[What is needed] Output every line of the data exactly as it appears.

Stored data entries:
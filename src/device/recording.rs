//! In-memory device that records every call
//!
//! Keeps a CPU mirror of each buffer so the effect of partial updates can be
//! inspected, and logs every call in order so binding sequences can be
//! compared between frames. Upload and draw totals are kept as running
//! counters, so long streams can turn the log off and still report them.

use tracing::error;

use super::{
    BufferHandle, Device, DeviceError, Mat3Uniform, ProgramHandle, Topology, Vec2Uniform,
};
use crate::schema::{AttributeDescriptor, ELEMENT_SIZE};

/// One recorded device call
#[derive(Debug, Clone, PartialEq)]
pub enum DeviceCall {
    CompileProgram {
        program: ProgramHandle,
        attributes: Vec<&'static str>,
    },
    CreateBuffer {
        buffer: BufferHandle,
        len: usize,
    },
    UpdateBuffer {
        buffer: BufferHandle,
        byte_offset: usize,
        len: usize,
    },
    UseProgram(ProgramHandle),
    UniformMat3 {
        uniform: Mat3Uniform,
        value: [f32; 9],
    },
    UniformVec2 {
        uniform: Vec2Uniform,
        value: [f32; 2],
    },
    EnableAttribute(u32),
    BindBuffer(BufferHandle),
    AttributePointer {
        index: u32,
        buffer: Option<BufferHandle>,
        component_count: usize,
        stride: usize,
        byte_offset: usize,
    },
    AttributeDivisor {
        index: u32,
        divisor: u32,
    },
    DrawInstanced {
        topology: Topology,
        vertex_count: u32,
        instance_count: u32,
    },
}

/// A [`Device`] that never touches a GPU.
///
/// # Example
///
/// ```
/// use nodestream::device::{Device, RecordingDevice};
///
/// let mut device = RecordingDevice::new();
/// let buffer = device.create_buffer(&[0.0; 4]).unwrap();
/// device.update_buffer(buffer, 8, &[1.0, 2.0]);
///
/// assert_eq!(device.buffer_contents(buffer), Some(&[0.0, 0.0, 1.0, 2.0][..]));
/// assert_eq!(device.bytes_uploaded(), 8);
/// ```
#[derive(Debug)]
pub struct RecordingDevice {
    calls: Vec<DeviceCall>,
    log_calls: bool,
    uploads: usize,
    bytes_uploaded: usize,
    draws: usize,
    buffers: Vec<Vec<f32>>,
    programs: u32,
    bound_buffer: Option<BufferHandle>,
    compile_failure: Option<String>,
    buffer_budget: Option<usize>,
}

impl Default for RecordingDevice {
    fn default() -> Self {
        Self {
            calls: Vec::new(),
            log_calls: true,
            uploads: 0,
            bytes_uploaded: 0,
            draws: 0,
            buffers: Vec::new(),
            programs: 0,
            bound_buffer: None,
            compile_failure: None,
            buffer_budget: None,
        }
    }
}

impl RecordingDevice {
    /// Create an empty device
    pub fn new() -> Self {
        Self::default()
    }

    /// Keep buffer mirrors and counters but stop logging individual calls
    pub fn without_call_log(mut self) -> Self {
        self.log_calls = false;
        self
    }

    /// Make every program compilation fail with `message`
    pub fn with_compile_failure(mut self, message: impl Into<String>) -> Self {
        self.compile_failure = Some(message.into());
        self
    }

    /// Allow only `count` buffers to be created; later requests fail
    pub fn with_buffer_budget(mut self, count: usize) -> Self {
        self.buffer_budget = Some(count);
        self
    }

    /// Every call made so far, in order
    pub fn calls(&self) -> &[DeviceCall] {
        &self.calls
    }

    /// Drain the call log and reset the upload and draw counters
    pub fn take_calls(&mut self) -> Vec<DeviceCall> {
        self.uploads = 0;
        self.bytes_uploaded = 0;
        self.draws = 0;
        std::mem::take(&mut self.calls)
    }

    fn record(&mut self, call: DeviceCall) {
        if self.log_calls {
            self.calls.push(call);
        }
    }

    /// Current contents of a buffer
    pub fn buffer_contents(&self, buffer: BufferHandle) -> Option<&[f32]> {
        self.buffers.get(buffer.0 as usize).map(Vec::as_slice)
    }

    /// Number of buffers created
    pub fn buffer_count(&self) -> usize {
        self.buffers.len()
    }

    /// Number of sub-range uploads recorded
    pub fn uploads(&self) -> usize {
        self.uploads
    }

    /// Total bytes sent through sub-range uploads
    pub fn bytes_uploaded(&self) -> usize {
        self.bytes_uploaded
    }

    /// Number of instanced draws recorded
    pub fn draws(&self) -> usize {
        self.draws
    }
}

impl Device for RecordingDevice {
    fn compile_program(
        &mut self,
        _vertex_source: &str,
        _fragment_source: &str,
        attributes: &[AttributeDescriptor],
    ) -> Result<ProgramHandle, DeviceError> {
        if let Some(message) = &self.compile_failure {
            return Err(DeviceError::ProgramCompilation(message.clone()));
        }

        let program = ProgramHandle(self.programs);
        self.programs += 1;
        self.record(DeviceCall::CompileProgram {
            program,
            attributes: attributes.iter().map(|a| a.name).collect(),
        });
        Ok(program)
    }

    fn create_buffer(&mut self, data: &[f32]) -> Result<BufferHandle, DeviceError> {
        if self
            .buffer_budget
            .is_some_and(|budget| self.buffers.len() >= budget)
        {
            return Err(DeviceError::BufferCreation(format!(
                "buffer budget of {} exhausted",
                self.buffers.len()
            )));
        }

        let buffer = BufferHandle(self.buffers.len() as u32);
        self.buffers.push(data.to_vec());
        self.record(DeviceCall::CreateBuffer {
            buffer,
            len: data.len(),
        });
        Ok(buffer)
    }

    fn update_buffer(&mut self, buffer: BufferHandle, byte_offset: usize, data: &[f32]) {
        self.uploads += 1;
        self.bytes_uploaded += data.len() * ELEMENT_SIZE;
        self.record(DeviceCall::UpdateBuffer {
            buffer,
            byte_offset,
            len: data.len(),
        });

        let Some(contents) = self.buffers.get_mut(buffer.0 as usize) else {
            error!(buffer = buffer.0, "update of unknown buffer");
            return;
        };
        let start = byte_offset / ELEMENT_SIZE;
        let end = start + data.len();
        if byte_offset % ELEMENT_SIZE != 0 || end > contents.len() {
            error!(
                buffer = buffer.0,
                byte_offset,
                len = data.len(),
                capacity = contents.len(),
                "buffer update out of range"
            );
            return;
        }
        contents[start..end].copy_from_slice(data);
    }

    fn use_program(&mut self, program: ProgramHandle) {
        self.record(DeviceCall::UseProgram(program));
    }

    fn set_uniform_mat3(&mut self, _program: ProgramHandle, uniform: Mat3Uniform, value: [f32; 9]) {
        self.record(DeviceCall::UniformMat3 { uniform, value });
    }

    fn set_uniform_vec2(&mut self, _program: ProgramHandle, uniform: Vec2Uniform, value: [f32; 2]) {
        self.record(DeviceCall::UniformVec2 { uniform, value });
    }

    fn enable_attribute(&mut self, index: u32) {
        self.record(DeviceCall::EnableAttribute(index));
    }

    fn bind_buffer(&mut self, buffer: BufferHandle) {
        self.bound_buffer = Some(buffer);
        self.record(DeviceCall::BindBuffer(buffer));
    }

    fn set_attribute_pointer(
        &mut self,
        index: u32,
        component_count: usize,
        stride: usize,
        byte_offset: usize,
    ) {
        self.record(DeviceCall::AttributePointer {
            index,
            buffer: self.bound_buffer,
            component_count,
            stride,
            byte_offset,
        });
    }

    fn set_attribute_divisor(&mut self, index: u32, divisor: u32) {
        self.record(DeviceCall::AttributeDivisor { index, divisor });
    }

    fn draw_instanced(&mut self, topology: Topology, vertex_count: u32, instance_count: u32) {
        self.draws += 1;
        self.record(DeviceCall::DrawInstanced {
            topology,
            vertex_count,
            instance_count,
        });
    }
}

[Answer below]
filename src/device/recording.rs
//! In-memory device that records every call
//!
//! Keeps a CPU mirror of each buffer so the effect of partial updates can be
//! inspected, and logs every call in order so binding sequences can be
//! compared between frames. Upload and draw totals are kept as running
//! counters, so long streams can turn the log off and still report them.

use tracing::error;

use super::{
    BufferHandle, Device, DeviceError, Mat3Uniform, ProgramHandle, Topology, Vec2Uniform,
};
use crate::schema::{AttributeDescriptor, ELEMENT_SIZE};

/// One recorded device call
#[derive(Debug, Clone, PartialEq)]
pub enum DeviceCall {
    CompileProgram {
        program: ProgramHandle,
        attributes: Vec<&'static str>,
    },
    CreateBuffer {
        buffer: BufferHandle,
        len: usize,
    },
    UpdateBuffer {
        buffer: BufferHandle,
        byte_offset: usize,
        len: usize,
    },
    UseProgram(ProgramHandle),
    UniformMat3 {
        uniform: Mat3Uniform,
        value: [f32; 9],
    },
    UniformVec2 {
        uniform: Vec2Uniform,
        value: [f32; 2],
    },
    EnableAttribute(u32),
    BindBuffer(BufferHandle),
    AttributePointer {
        index: u32,
        buffer: Option<BufferHandle>,
        component_count: usize,
        stride: usize,
        byte_offset: usize,
    },
    AttributeDivisor {
        index: u32,
        divisor: u32,
    },
    DrawInstanced {
        topology: Topology,
        vertex_count: u32,
        instance_count: u32,
    },
}

/// A [`Device`] that never touches a GPU.
///
/// # Example
///
/// ```
/// use nodestream::device::{Device, RecordingDevice};
///
/// let mut device = RecordingDevice::new();
/// let buffer = device.create_buffer(&[0.0; 4]).unwrap();
/// device.update_buffer(buffer, 8, &[1.0, 2.0]);
///
/// assert_eq!(device.buffer_contents(buffer), Some(&[0.0, 0.0, 1.0, 2.0][..]));
/// assert_eq!(device.bytes_uploaded(), 8);
/// ```
#[derive(Debug)]
pub struct RecordingDevice {
    calls: Vec<DeviceCall>,
    log_calls: bool,
    uploads: usize,
    bytes_uploaded: usize,
    draws: usize,
    buffers: Vec<Vec<f32>>,
    programs: u32,
    bound_buffer: Option<BufferHandle>,
    compile_failure: Option<String>,
    buffer_budget: Option<usize>,
}

impl Default for RecordingDevice {
    fn default() -> Self {
        Self {
            calls: Vec::new(),
            log_calls: true,
            uploads: 0,
            bytes_uploaded: 0,
            draws: 0,
            buffers: Vec::new(),
            programs: 0,
            bound_buffer: None,
            compile_failure: None,
            buffer_budget: None,
        }
    }
}

impl RecordingDevice {
    /// Create an empty device
    pub fn new() -> Self {
        Self::default()
    }

    /// Keep buffer mirrors and counters but stop logging individual calls
    pub fn without_call_log(mut self) -> Self {
        self.log_calls = false;
        self
    }

    /// Make every program compilation fail with `message`
    pub fn with_compile_failure(mut self, message: impl Into<String>) -> Self {
        self.compile_failure = Some(message.into());
        self
    }

    /// Allow only `count` buffers to be created; later requests fail
    pub fn with_buffer_budget(mut self, count: usize) -> Self {
        self.buffer_budget = Some(count);
        self
    }

    /// Every call made so far, in order
    pub fn calls(&self) -> &[DeviceCall] {
        &self.calls
    }

    /// Drain the call log and reset the upload and draw counters
    pub fn take_calls(&mut self) -> Vec<DeviceCall> {
        self.uploads = 0;
        self.bytes_uploaded = 0;
        self.draws = 0;
        std::mem::take(&mut self.calls)
    }

    fn record(&mut self, call: DeviceCall) {
        if self.log_calls {
            self.calls.push(call);
        }
    }

    /// Current contents of a buffer
    pub fn buffer_contents(&self, buffer: BufferHandle) -> Option<&[f32]> {
        self.buffers.get(buffer.0 as usize).map(Vec::as_slice)
    }

    /// Number of buffers created
    pub fn buffer_count(&self) -> usize {
        self.buffers.len()
    }

    /// Number of sub-range uploads recorded
    pub fn uploads(&self) -> usize {
        self.uploads
    }

    /// Total bytes sent through sub-range uploads
    pub fn bytes_uploaded(&self) -> usize {
        self.bytes_uploaded
    }

    /// Number of instanced draws recorded
    pub fn draws(&self) -> usize {
        self.draws
    }
}

impl Device for RecordingDevice {
    fn compile_program(
        &mut self,
        _vertex_source: &str,
        _fragment_source: &str,
        attributes: &[AttributeDescriptor],
    ) -> Result<ProgramHandle, DeviceError> {
        if let Some(message) = &self.compile_failure {
            return Err(DeviceError::ProgramCompilation(message.clone()));
        }

        let program = ProgramHandle(self.programs);
        self.programs += 1;
        self.record(DeviceCall::CompileProgram {
            program,
            attributes: attributes.iter().map(|a| a.name).collect(),
        });
        Ok(program)
    }

    fn create_buffer(&mut self, data: &[f32]) -> Result<BufferHandle, DeviceError> {
        if self
            .buffer_budget
            .is_some_and(|budget| self.buffers.len() >= budget)
        {
            return Err(DeviceError::BufferCreation(format!(
                "buffer budget of {} exhausted",
                self.buffers.len()
            )));
        }

        let buffer = BufferHandle(self.buffers.len() as u32);
        self.buffers.push(data.to_vec());
        self.record(DeviceCall::CreateBuffer {
            buffer,
            len: data.len(),
        });
        Ok(buffer)
    }

    fn update_buffer(&mut self, buffer: BufferHandle, byte_offset: usize, data: &[f32]) {
        self.uploads += 1;
        self.bytes_uploaded += data.len() * ELEMENT_SIZE;
        self.record(DeviceCall::UpdateBuffer {
            buffer,
            byte_offset,
            len: data.len(),
        });

        let Some(contents) = self.buffers.get_mut(buffer.0 as usize) else {
            error!(buffer = buffer.0, "update of unknown buffer");
            return;
        };
        let start = byte_offset / ELEMENT_SIZE;
        let end = start + data.len();
        if byte_offset % ELEMENT_SIZE != 0 || end > contents.len() {
            error!(
                buffer = buffer.0,
                byte_offset,
                len = data.len(),
                capacity = contents.len(),
                "buffer update out of range"
            );
            return;
        }
        contents[start..end].copy_from_slice(data);
    }

    fn use_program(&mut self, program: ProgramHandle) {
        self.record(DeviceCall::UseProgram(program));
    }

    fn set_uniform_mat3(&mut self, _program: ProgramHandle, uniform: Mat3Uniform, value: [f32; 9]) {
        self.record(DeviceCall::UniformMat3 { uniform, value });
    }

    fn set_uniform_vec2(&mut self, _program: ProgramHandle, uniform: Vec2Uniform, value: [f32; 2]) {
        self.record(DeviceCall::UniformVec2 { uniform, value });
    }

    fn enable_attribute(&mut self, index: u32) {
        self.record(DeviceCall::EnableAttribute(index));
    }

    fn bind_buffer(&mut self, buffer: BufferHandle) {
        self.bound_buffer = Some(buffer);
        self.record(DeviceCall::BindBuffer(buffer));
    }

    fn set_attribute_pointer(
        &mut self,
        index: u32,
        component_count: usize,
        stride: usize,
        byte_offset: usize,
    ) {
        self.record(DeviceCall::AttributePointer {
            index,
            buffer: self.bound_buffer,
            component_count,
            stride,
            byte_offset,
        });
    }

    fn set_attribute_divisor(&mut self, index: u32, divisor: u32) {
        self.record(DeviceCall::AttributeDivisor { index, divisor });
    }

    fn draw_instanced(&mut self, topology: Topology, vertex_count: u32, instance_count: u32) {
        self.draws += 1;
        self.record(DeviceCall::DrawInstanced {
            topology,
            vertex_count,
            instance_count,
        });
    }
}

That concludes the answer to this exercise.